Toute la difficulté de la procédure réside dans la construction de la fonction F qui permet d’obtenir une faible erreur de classification au sens des métriques présentées dans la section 4.Error! Reference source not found.. Si dans certains cas extrêmement simples les classifieurs peuvent être construits de façon experte, la plupart des problèmes nécessitent des méthodes automatiques qui réalisent un apprentissage sur les données. Les rares cas où l’algorithme de classification peut être construit manuellement sont rencontrés lorsque les classes à cartographier sont peu nombreuses et facilement séparables. Dans ces cas, on peut construire des arbres de décision simples ou des petits ensembles de règles opérant sur des seuillages de primitives. Par exemple: –

si le NDVI moyen du mois d’avril est inférieur à 0.3, il s’agit d’une culture d’été ;



sinon, si le NDVI moyen des mois de février et juillet est supérieur à 0.6, alors, c’est une forêt ;



etc.

On comprend aisément que ce type d’approche sera long et fastidieux à mettre en œuvre pour un nombre de classes supérieur à 4 ou 5. Il sera aussi très difficile de déterminer les valeurs des seuils de façon fiable. Dans la pratique, même pour des cas relativement simples, on se tourne vers des méthodes d’apprentissage automatique. Une description détaillée de la théorie de l’apprentissage automatique pour la classification n’est pas envisageable dans ce chapitre. Le lecteur pourra consulter des ouvrages spécialisés comme [COM 10] et [AMI 15] pour un traitement approfondi de ce sujet.

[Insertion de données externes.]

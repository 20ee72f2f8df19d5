use crate::error::{ChargebackError, Result};
use crate::utils::parse_fiscal_start;
use schemars::JsonSchema;
use serde::{Deserialize, Serialize};
use std::fs;
use std::path::Path;

/// Maps canonical charge fields onto the tag keys a provider actually emits.
#[derive(Debug, Clone, Serialize, Deserialize, PartialEq, Eq, JsonSchema)]
pub struct TagMappingConfig {
    #[serde(default = "default_pi_email_tag")]
    #[schemars(description = "Tag key holding the responsible person's email address (required on every charge)")]
    pub pi_email: String,

    #[serde(default = "default_project_tag")]
    #[schemars(description = "Tag key holding the project identifier")]
    pub project_id: String,

    #[serde(default = "default_fund_org_tag")]
    #[schemars(description = "Tag key holding the fund/org accounting code")]
    pub fund_org: String,

    #[serde(default = "default_cost_center_tag")]
    #[schemars(description = "Tag key holding the cost center")]
    pub cost_center: String,

    #[serde(default)]
    #[schemars(description = "Optional tag key copied into the first free-form reference field")]
    pub reference_1: Option<String>,

    #[serde(default)]
    #[schemars(description = "Optional tag key copied into the second free-form reference field")]
    pub reference_2: Option<String>,
}

fn default_pi_email_tag() -> String {
    "pi_email".to_string()
}

fn default_project_tag() -> String {
    "project".to_string()
}

fn default_fund_org_tag() -> String {
    "fund_org".to_string()
}

fn default_cost_center_tag() -> String {
    "cost_center".to_string()
}

impl Default for TagMappingConfig {
    fn default() -> Self {
        Self {
            pi_email: default_pi_email_tag(),
            project_id: default_project_tag(),
            fund_org: default_fund_org_tag(),
            cost_center: default_cost_center_tag(),
            reference_1: None,
            reference_2: None,
        }
    }
}

/// Regular-expression rule sets driving the review flags.
#[derive(Debug, Clone, Default, Serialize, Deserialize, PartialEq, Eq, JsonSchema)]
pub struct ReviewConfig {
    #[serde(default)]
    #[schemars(
        description = "Patterns searched (case-insensitively) against service name, resource id and resource name; a match flags the charge for review"
    )]
    pub flag_patterns: Vec<String>,

    #[serde(default)]
    #[schemars(
        description = "Patterns a fund/org code must match at its start (any one suffices). An empty list disables fund/org validation"
    )]
    pub fund_org_patterns: Vec<String>,
}

#[derive(Debug, Clone, Copy, Serialize, Deserialize, PartialEq, Eq, JsonSchema)]
#[serde(rename_all = "snake_case")]
pub enum PeriodBasis {
    #[schemars(
        description = "Buckets charges by the fiscal year containing their date, per the rule's fiscal start"
    )]
    FiscalYear,

    #[schemars(description = "Buckets charges by plain calendar year")]
    CalendarYear,
}

#[derive(Debug, Clone, Copy, Default, Serialize, Deserialize, PartialEq, Eq, JsonSchema)]
#[serde(rename_all = "snake_case")]
pub enum SubsidyRuleType {
    #[default]
    #[schemars(description = "Caps the subsidized total per project within each period bucket")]
    PerProjectCap,
}

/// A capped-subsidy policy. Rules are evaluated in configured order and the
/// first enabled rule covering a charge's service wins; rules never stack.
#[derive(Debug, Clone, Serialize, Deserialize, PartialEq, JsonSchema)]
pub struct SubsidyRule {
    #[schemars(description = "Unique rule name; also keys the persisted running totals")]
    pub name: String,

    #[serde(default)]
    #[schemars(description = "Human-readable description of the subsidy program")]
    pub description: String,

    #[schemars(description = "The fund that absorbs the subsidized portion (e.g. a startup allocation fund)")]
    pub funding_target: String,

    #[serde(default, rename = "type")]
    pub rule_type: SubsidyRuleType,

    #[schemars(description = "Maximum amount subsidized per project within one period bucket")]
    pub cap_amount: f64,

    #[schemars(description = "Whether the cap resets on a fiscal or calendar year")]
    pub period_basis: PeriodBasis,

    #[serde(default = "default_fiscal_start")]
    #[schemars(description = "First day of the fiscal year in MM-DD form (ignored for calendar basis)")]
    pub fiscal_start: String,

    #[serde(default)]
    #[schemars(description = "Exact service names this rule covers; a charge must match one to be subsidized")]
    pub applicable_services: Vec<String>,

    #[serde(default = "default_true")]
    #[schemars(description = "Disabled rules are skipped during allocation")]
    pub enabled: bool,
}

fn default_fiscal_start() -> String {
    "07-01".to_string()
}

fn default_true() -> bool {
    true
}

impl SubsidyRule {
    pub fn validate(&self) -> Result<()> {
        if self.name.trim().is_empty() {
            return Err(ChargebackError::InvalidSubsidyRule {
                name: self.name.clone(),
                details: "name must not be empty".to_string(),
            });
        }
        if !self.cap_amount.is_finite() || self.cap_amount < 0.0 {
            return Err(ChargebackError::InvalidSubsidyRule {
                name: self.name.clone(),
                details: format!("cap_amount {} must be a non-negative number", self.cap_amount),
            });
        }
        if self.period_basis == PeriodBasis::FiscalYear {
            parse_fiscal_start(&self.fiscal_start)?;
        }
        Ok(())
    }
}

/// Top-level configuration for the chargeback pipeline.
#[derive(Debug, Clone, Default, Serialize, Deserialize, JsonSchema)]
pub struct ChargebackConfig {
    #[serde(default)]
    pub tags: TagMappingConfig,

    #[serde(default)]
    pub review: ReviewConfig,

    #[serde(default)]
    #[schemars(description = "Ordered list of subsidy rules; first match wins")]
    pub subsidies: Vec<SubsidyRule>,
}

impl ChargebackConfig {
    pub fn from_file(path: &Path) -> Result<Self> {
        let raw = fs::read_to_string(path)?;
        let config: Self = serde_json::from_str(&raw)?;
        config.validate()?;
        Ok(config)
    }

    pub fn to_file(&self, path: &Path) -> Result<()> {
        let json = serde_json::to_string_pretty(self)?;
        fs::write(path, json)?;
        Ok(())
    }

    /// Structural validation. Review patterns are deliberately not checked
    /// here: malformed regexes are skipped at compile time, never fatal.
    pub fn validate(&self) -> Result<()> {
        for rule in &self.subsidies {
            rule.validate()?;
        }

        let mut names: Vec<&str> = self.subsidies.iter().map(|r| r.name.as_str()).collect();
        names.sort_unstable();
        for pair in names.windows(2) {
            if pair[0] == pair[1] {
                return Err(ChargebackError::InvalidSubsidyRule {
                    name: pair[0].to_string(),
                    details: "duplicate rule name".to_string(),
                });
            }
        }
        Ok(())
    }

    pub fn generate_json_schema() -> schemars::schema::RootSchema {
        schemars::schema_for!(ChargebackConfig)
    }

    pub fn schema_as_json() -> std::result::Result<String, serde_json::Error> {
        let schema = Self::generate_json_schema();
        serde_json::to_string_pretty(&schema)
    }
}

Un traitement plus synthétique dans le cadre du traitement d’images de télédétection est proposé dans le chapitre 5 de [TUP 14]. Nous nous limiterons ici à détailler les grands principes permettant de guider le choix des approches. Les méthodes de classification sont divisées en deux grandes familles, les méthodes assistées ou « supervisées » (anglicisme dérivé de l’anglais « supervised ») et celles non assistées ou« non supervisées » (« unsupervised »).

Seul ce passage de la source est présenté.